* _TASK REQUIREMENTS_: In the records that follow, find each line with the word "back" and copy it.

Stored data
------------------------

//! Decoded GEDCOM records.
//!
//! Only the parts of INDI and FAM records that genealogy queries need are
//! kept: names, sex, vital events and the family links.

use serde::{Deserialize, Serialize};
use std::borrow::Borrow;
use std::fmt;

/// A normalized record identifier.
///
/// GEDCOM writes cross references as `@I10@`; users often type `I10`.
/// Both forms normalize to the bare `I10`.
#[derive(Debug, Clone, PartialEq, Eq, Hash, PartialOrd, Ord, Serialize, Deserialize)]
#[serde(transparent)]
pub struct Xref(String);

impl Xref {
    pub fn new(raw: &str) -> Self {
        Self(raw.trim().trim_matches('@').to_string())
    }

    pub fn as_str(&self) -> &str {
        &self.0
    }

    /// The delimited form used inside GEDCOM files.
    pub fn to_gedcom(&self) -> String {
        format!("@{}@", self.0)
    }
}

impl fmt::Display for Xref {
    fn fmt(&self, f: &mut fmt::Formatter<'_>) -> fmt::Result {
        f.write_str(&self.0)
    }
}

impl From<&str> for Xref {
    fn from(raw: &str) -> Self {
        Self::new(raw)
    }
}

impl From<String> for Xref {
    fn from(raw: String) -> Self {
        Self::new(&raw)
    }
}

impl Borrow<str> for Xref {
    fn borrow(&self) -> &str {
        &self.0
    }
}

impl AsRef<str> for Xref {
    fn as_ref(&self) -> &str {
        &self.0
    }
}

#[derive(Debug, Clone, Copy, PartialEq, Eq, Hash, Default, Serialize, Deserialize)]
#[serde(rename_all = "snake_case")]
pub enum Sex {
    Male,
    Female,
    #[default]
    Unknown,
}

impl Sex {
    pub fn from_tag(value: &str) -> Self {
        match value.trim() {
            "M" | "m" => Sex::Male,
            "F" | "f" => Sex::Female,
            _ => Sex::Unknown,
        }
    }

    pub fn as_str(&self) -> &'static str {
        match self {
            Sex::Male => "M",
            Sex::Female => "F",
            Sex::Unknown => "U",
        }
    }
}

impl fmt::Display for Sex {
    fn fmt(&self, f: &mut fmt::Formatter<'_>) -> fmt::Result {
        f.write_str(self.as_str())
    }
}

/// A personal name: the raw `NAME` value plus its structured sub-fields.
#[derive(Debug, Clone, Default, PartialEq, Eq, Serialize, Deserialize)]
pub struct PersonName {
    /// Raw value, e.g. `John /Smith/ Jr`.
    pub value: Option<String>,
    /// NPFX
    pub prefix: Option<String>,
    /// TITL
    pub title: Option<String>,
    /// GIVN
    pub given: Option<String>,
    /// SURN
    pub surname: Option<String>,
    /// NSFX
    pub suffix: Option<String>,
}

impl PersonName {
    pub fn from_value(value: impl Into<String>) -> Self {
        Self {
            value: Some(value.into()),
            ..Self::default()
        }
    }

    /// Splits a raw `given /surname/ suffix` value into its three parts.
    pub fn split_value(value: &str) -> (Option<String>, Option<String>, Option<String>) {
        let mut pieces = value.splitn(3, '/');
        let given = pieces.next().and_then(non_empty);
        let surname = pieces.next().and_then(non_empty);
        let suffix = pieces.next().and_then(non_empty);
        (given, surname, suffix)
    }

    fn has_parts(&self) -> bool {
        self.prefix.is_some()
            || self.title.is_some()
            || self.given.is_some()
            || self.surname.is_some()
            || self.suffix.is_some()
    }

    /// Formats the name as `prefix title given surname suffix`.
    ///
    /// Structured sub-fields win; parts they leave out are taken from the
    /// raw value. Without any sub-field the raw value alone is used.
    pub fn formatted(&self) -> String {
        let (given, surname, suffix) = self
            .value
            .as_deref()
            .map(Self::split_value)
            .unwrap_or((None, None, None));

        let parts: Vec<Option<String>> = if self.has_parts() {
            vec![
                self.prefix.clone(),
                self.title.clone(),
                self.given.clone().or(given),
                self.surname.clone().or(surname),
                self.suffix.clone().or(suffix),
            ]
        } else {
            vec![given, surname, suffix]
        };

        let joined = parts
            .iter()
            .flatten()
            .flat_map(|part| part.split_whitespace())
            .collect::<Vec<_>>()
            .join(" ");

        if joined.is_empty() {
            "Unknown".to_string()
        } else {
            joined
        }
    }
}

fn non_empty(s: &str) -> Option<String> {
    let trimmed = s.trim();
    if trimmed.is_empty() {
        None
    } else {
        Some(trimmed.to_string())
    }
}

/// Pulls the year out of a GEDCOM date phrase.
///
/// Years are the last numeric token in practice: `1 JAN 1900`, `ABT 1850`,
/// `BET 1900 AND 1910`. Dual dates such as `1699/00` keep the first year.
pub fn extract_year(date: &str) -> Option<i32> {
    date.split_whitespace()
        .rev()
        .find(|token| token.starts_with(|c: char| c.is_ascii_digit()))
        .and_then(|token| {
            let digits: String = token.chars().take_while(|c| c.is_ascii_digit()).collect();
            digits.parse().ok()
        })
}

/// An INDI record.
#[derive(Debug, Clone, PartialEq, Eq, Serialize, Deserialize)]
pub struct Individual {
    pub xref: Xref,
    pub name: Option<PersonName>,
    pub sex: Sex,
    /// DATE of BIRT.
    pub birth: Option<String>,
    /// DATE of BAPM.
    pub baptism: Option<String>,
    /// DATE of CHR.
    pub christening: Option<String>,
    /// DATE of DEAT.
    pub death: Option<String>,
    /// DATE of BURI.
    pub burial: Option<String>,
    /// FAMC links, in file order.
    pub families_as_child: Vec<Xref>,
    /// FAMS links, in file order.
    pub families_as_spouse: Vec<Xref>,
}

impl Individual {
    pub fn new(xref: impl Into<Xref>) -> Self {
        Self {
            xref: xref.into(),
            name: None,
            sex: Sex::Unknown,
            birth: None,
            baptism: None,
            christening: None,
            death: None,
            burial: None,
            families_as_child: Vec::new(),
            families_as_spouse: Vec::new(),
        }
    }

    /// Builder-style setter for a raw `given /surname/` name.
    pub fn with_name(mut self, value: &str) -> Self {
        self.name = Some(PersonName::from_value(value));
        self
    }

    pub fn with_sex(mut self, sex: Sex) -> Self {
        self.sex = sex;
        self
    }

    pub fn with_birth(mut self, date: &str) -> Self {
        self.birth = Some(date.to_string());
        self
    }

    pub fn with_death(mut self, date: &str) -> Self {
        self.death = Some(date.to_string());
        self
    }

    pub fn display_name(&self) -> String {
        self.name
            .as_ref()
            .map(PersonName::formatted)
            .unwrap_or_else(|| "Unknown".to_string())
    }

    /// Birth year, falling back to baptism and then christening.
    pub fn birth_year(&self) -> Option<i32> {
        [&self.birth, &self.baptism, &self.christening]
            .into_iter()
            .flatten()
            .find_map(|date| extract_year(date))
    }

    /// Death year, falling back to burial.
    pub fn death_year(&self) -> Option<i32> {
        [&self.death, &self.burial]
            .into_iter()
            .flatten()
            .find_map(|date| extract_year(date))
    }
}

/// A FAM record.
#[derive(Debug, Clone, PartialEq, Eq, Serialize, Deserialize)]
pub struct Family {
    pub xref: Xref,
    pub husband: Option<Xref>,
    pub wife: Option<Xref>,
    pub children: Vec<Xref>,
    /// True iff the record carries a MARR event.
    pub married: bool,
    pub marriage_date: Option<String>,
}

impl Family {
    pub fn new(xref: impl Into<Xref>) -> Self {
        Self {
            xref: xref.into(),
            husband: None,
            wife: None,
            children: Vec::new(),
            married: false,
            marriage_date: None,
        }
    }

    pub fn with_husband(mut self, xref: &str) -> Self {
        self.husband = Some(Xref::new(xref));
        self
    }

    pub fn with_wife(mut self, xref: &str) -> Self {
        self.wife = Some(Xref::new(xref));
        self
    }

    pub fn with_child(mut self, xref: &str) -> Self {
        self.children.push(Xref::new(xref));
        self
    }

    pub fn with_marriage(mut self, date: Option<&str>) -> Self {
        self.married = true;
        self.marriage_date = date.map(str::to_string);
        self
    }

    pub fn marriage_year(&self) -> Option<i32> {
        self.marriage_date.as_deref().and_then(extract_year)
    }

    pub fn is_parent(&self, xref: &Xref) -> bool {
        self.husband.as_ref() == Some(xref) || self.wife.as_ref() == Some(xref)
    }

    /// Drops a WIFE equal to the HUSB and any CHIL that is also a parent
    /// here. Returns true if anything was removed.
    pub fn remove_self_links(&mut self) -> bool {
        let before = self.children.len();
        let mut changed = false;

        if self.wife.is_some() && self.wife == self.husband {
            self.wife = None;
            changed = true;
        }
        let (husband, wife) = (&self.husband, &self.wife);
        self.children
            .retain(|child| husband.as_ref() != Some(child) && wife.as_ref() != Some(child));

        changed || self.children.len() != before
    }

    /// The partner of `xref` within this family, if both are recorded.
    pub fn other_parent(&self, xref: &Xref) -> Option<&Xref> {
        if self.husband.as_ref() == Some(xref) {
            self.wife.as_ref()
        } else if self.wife.as_ref() == Some(xref) {
            self.husband.as_ref()
        } else {
            None
        }
    }
}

------------------------

* _WRITTEN RESPONSE_:
    /// Birth year, falling back to baptism and then christening.
    /// Death year, falling back to burial.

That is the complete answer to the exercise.